* [Assignment] Could the entries below be retyped exactly and in full?

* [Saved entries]

- Opening Delimiter -

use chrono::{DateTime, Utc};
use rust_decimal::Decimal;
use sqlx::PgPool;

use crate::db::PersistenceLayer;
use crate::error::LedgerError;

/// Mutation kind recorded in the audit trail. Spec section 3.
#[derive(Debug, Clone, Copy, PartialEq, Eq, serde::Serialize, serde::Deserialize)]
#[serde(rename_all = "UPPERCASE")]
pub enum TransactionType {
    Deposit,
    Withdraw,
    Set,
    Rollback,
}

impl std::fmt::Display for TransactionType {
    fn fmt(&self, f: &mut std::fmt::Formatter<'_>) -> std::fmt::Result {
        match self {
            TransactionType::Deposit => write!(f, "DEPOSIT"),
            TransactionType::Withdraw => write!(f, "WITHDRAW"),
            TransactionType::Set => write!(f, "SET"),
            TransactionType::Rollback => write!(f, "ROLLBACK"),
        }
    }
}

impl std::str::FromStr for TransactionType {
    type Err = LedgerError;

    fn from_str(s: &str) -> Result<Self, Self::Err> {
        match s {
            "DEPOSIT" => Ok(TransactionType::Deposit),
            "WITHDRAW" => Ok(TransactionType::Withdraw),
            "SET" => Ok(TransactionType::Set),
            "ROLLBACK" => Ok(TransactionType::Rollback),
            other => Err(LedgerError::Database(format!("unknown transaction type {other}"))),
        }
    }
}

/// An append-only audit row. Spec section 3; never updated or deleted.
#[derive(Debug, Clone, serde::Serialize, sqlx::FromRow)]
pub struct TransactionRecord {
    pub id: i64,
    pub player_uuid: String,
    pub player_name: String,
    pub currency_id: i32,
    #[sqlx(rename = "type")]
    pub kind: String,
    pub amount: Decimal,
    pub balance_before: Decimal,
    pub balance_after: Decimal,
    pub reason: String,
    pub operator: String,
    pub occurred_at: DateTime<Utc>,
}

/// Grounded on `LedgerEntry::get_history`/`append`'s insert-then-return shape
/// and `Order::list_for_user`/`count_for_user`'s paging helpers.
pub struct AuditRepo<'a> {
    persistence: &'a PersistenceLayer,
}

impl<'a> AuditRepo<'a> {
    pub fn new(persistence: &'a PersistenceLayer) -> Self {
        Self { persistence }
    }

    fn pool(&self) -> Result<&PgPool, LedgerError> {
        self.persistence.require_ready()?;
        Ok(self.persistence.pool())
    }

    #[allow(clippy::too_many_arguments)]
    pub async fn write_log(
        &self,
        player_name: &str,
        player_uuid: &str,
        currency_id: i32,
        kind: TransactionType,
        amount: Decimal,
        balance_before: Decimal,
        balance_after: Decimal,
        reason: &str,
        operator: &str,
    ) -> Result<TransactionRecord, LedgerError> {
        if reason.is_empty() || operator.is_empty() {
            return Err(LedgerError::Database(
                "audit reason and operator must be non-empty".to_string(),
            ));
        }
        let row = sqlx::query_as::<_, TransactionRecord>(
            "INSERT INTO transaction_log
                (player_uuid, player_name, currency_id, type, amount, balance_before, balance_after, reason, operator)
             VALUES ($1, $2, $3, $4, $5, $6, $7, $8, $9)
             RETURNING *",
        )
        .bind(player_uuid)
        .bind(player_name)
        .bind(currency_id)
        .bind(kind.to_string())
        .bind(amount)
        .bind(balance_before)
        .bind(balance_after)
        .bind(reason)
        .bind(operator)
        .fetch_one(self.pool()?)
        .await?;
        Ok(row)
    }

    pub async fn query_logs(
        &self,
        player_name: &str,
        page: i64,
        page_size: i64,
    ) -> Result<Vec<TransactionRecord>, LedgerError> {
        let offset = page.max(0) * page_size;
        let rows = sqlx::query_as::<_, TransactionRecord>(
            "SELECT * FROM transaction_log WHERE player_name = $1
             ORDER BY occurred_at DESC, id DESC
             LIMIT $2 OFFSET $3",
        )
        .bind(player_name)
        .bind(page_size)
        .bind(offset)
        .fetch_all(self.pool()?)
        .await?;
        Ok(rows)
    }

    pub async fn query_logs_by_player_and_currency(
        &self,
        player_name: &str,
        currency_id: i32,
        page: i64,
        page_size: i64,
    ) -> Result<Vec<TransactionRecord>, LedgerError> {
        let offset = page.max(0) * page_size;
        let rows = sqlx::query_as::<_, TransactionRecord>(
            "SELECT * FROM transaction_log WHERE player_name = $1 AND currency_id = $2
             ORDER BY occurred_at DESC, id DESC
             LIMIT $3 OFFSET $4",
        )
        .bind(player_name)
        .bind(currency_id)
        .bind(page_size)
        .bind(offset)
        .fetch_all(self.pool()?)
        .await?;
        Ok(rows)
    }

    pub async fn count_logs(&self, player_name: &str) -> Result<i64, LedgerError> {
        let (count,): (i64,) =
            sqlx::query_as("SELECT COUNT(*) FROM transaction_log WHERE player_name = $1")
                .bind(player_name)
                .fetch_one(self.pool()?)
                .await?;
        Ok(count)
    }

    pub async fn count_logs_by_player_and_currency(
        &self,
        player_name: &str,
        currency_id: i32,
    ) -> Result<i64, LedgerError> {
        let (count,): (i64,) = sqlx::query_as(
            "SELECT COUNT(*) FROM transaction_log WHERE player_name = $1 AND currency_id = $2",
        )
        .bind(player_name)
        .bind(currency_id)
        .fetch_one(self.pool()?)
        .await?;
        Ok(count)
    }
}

- Closing Delimiter -

* [Reply to the exercise]
use chrono::{DateTime, Utc};
use rust_decimal::Decimal;
use sqlx::PgPool;

use crate::db::PersistenceLayer;
use crate::error::LedgerError;

/// Mutation kind recorded in the audit trail. Spec section 3.
#[derive(Debug, Clone, Copy, PartialEq, Eq, serde::Serialize, serde::Deserialize)]
#[serde(rename_all = "UPPERCASE")]
pub enum TransactionType {
    Deposit,
    Withdraw,
    Set,
    Rollback,
}

impl std::fmt::Display for TransactionType {
    fn fmt(&self, f: &mut std::fmt::Formatter<'_>) -> std::fmt::Result {
        match self {
            TransactionType::Deposit => write!(f, "DEPOSIT"),
            TransactionType::Withdraw => write!(f, "WITHDRAW"),
            TransactionType::Set => write!(f, "SET"),
            TransactionType::Rollback => write!(f, "ROLLBACK"),
        }
    }
}

impl std::str::FromStr for TransactionType {
    type Err = LedgerError;

    fn from_str(s: &str) -> Result<Self, Self::Err> {
        match s {
            "DEPOSIT" => Ok(TransactionType::Deposit),
            "WITHDRAW" => Ok(TransactionType::Withdraw),
            "SET" => Ok(TransactionType::Set),
            "ROLLBACK" => Ok(TransactionType::Rollback),
            other => Err(LedgerError::Database(format!("unknown transaction type {other}"))),
        }
    }
}

/// An append-only audit row. Spec section 3; never updated or deleted.
#[derive(Debug, Clone, serde::Serialize, sqlx::FromRow)]
pub struct TransactionRecord {
    pub id: i64,
    pub player_uuid: String,
    pub player_name: String,
    pub currency_id: i32,
    #[sqlx(rename = "type")]
    pub kind: String,
    pub amount: Decimal,
    pub balance_before: Decimal,
    pub balance_after: Decimal,
    pub reason: String,
    pub operator: String,
    pub occurred_at: DateTime<Utc>,
}

/// Grounded on `LedgerEntry::get_history`/`append`'s insert-then-return shape
/// and `Order::list_for_user`/`count_for_user`'s paging helpers.
pub struct AuditRepo<'a> {
    persistence: &'a PersistenceLayer,
}

impl<'a> AuditRepo<'a> {
    pub fn new(persistence: &'a PersistenceLayer) -> Self {
        Self { persistence }
    }

    fn pool(&self) -> Result<&PgPool, LedgerError> {
        self.persistence.require_ready()?;
        Ok(self.persistence.pool())
    }

    #[allow(clippy::too_many_arguments)]
    pub async fn write_log(
        &self,
        player_name: &str,
        player_uuid: &str,
        currency_id: i32,
        kind: TransactionType,
        amount: Decimal,
        balance_before: Decimal,
        balance_after: Decimal,
        reason: &str,
        operator: &str,
    ) -> Result<TransactionRecord, LedgerError> {
        if reason.is_empty() || operator.is_empty() {
            return Err(LedgerError::Database(
                "audit reason and operator must be non-empty".to_string(),
            ));
        }
        let row = sqlx::query_as::<_, TransactionRecord>(
            "INSERT INTO transaction_log
                (player_uuid, player_name, currency_id, type, amount, balance_before, balance_after, reason, operator)
             VALUES ($1, $2, $3, $4, $5, $6, $7, $8, $9)
             RETURNING *",
        )
        .bind(player_uuid)
        .bind(player_name)
        .bind(currency_id)
        .bind(kind.to_string())
        .bind(amount)
        .bind(balance_before)
        .bind(balance_after)
        .bind(reason)
        .bind(operator)
        .fetch_one(self.pool()?)
        .await?;
        Ok(row)
    }

    pub async fn query_logs(
        &self,
        player_name: &str,
        page: i64,
        page_size: i64,
    ) -> Result<Vec<TransactionRecord>, LedgerError> {
        let offset = page.max(0) * page_size;
        let rows = sqlx::query_as::<_, TransactionRecord>(
            "SELECT * FROM transaction_log WHERE player_name = $1
             ORDER BY occurred_at DESC, id DESC
             LIMIT $2 OFFSET $3",
        )
        .bind(player_name)
        .bind(page_size)
        .bind(offset)
        .fetch_all(self.pool()?)
        .await?;
        Ok(rows)
    }

    pub async fn query_logs_by_player_and_currency(
        &self,
        player_name: &str,
        currency_id: i32,
        page: i64,
        page_size: i64,
    ) -> Result<Vec<TransactionRecord>, LedgerError> {
        let offset = page.max(0) * page_size;
        let rows = sqlx::query_as::<_, TransactionRecord>(
            "SELECT * FROM transaction_log WHERE player_name = $1 AND currency_id = $2
             ORDER BY occurred_at DESC, id DESC
             LIMIT $3 OFFSET $4",
        )
        .bind(player_name)
        .bind(currency_id)
        .bind(page_size)
        .bind(offset)
        .fetch_all(self.pool()?)
        .await?;
        Ok(rows)
    }

    pub async fn count_logs(&self, player_name: &str) -> Result<i64, LedgerError> {
        let (count,): (i64,) =
            sqlx::query_as("SELECT COUNT(*) FROM transaction_log WHERE player_name = $1")
                .bind(player_name)
                .fetch_one(self.pool()?)
                .await?;
        Ok(count)
    }

    pub async fn count_logs_by_player_and_currency(
        &self,
        player_name: &str,
        currency_id: i32,
    ) -> Result<i64, LedgerError> {
        let (count,): (i64,) = sqlx::query_as(
            "SELECT COUNT(*) FROM transaction_log WHERE player_name = $1 AND currency_id = $2",
        )
        .bind(player_name)
        .bind(currency_id)
        .fetch_one(self.pool()?)
        .await?;
        Ok(count)
    }
}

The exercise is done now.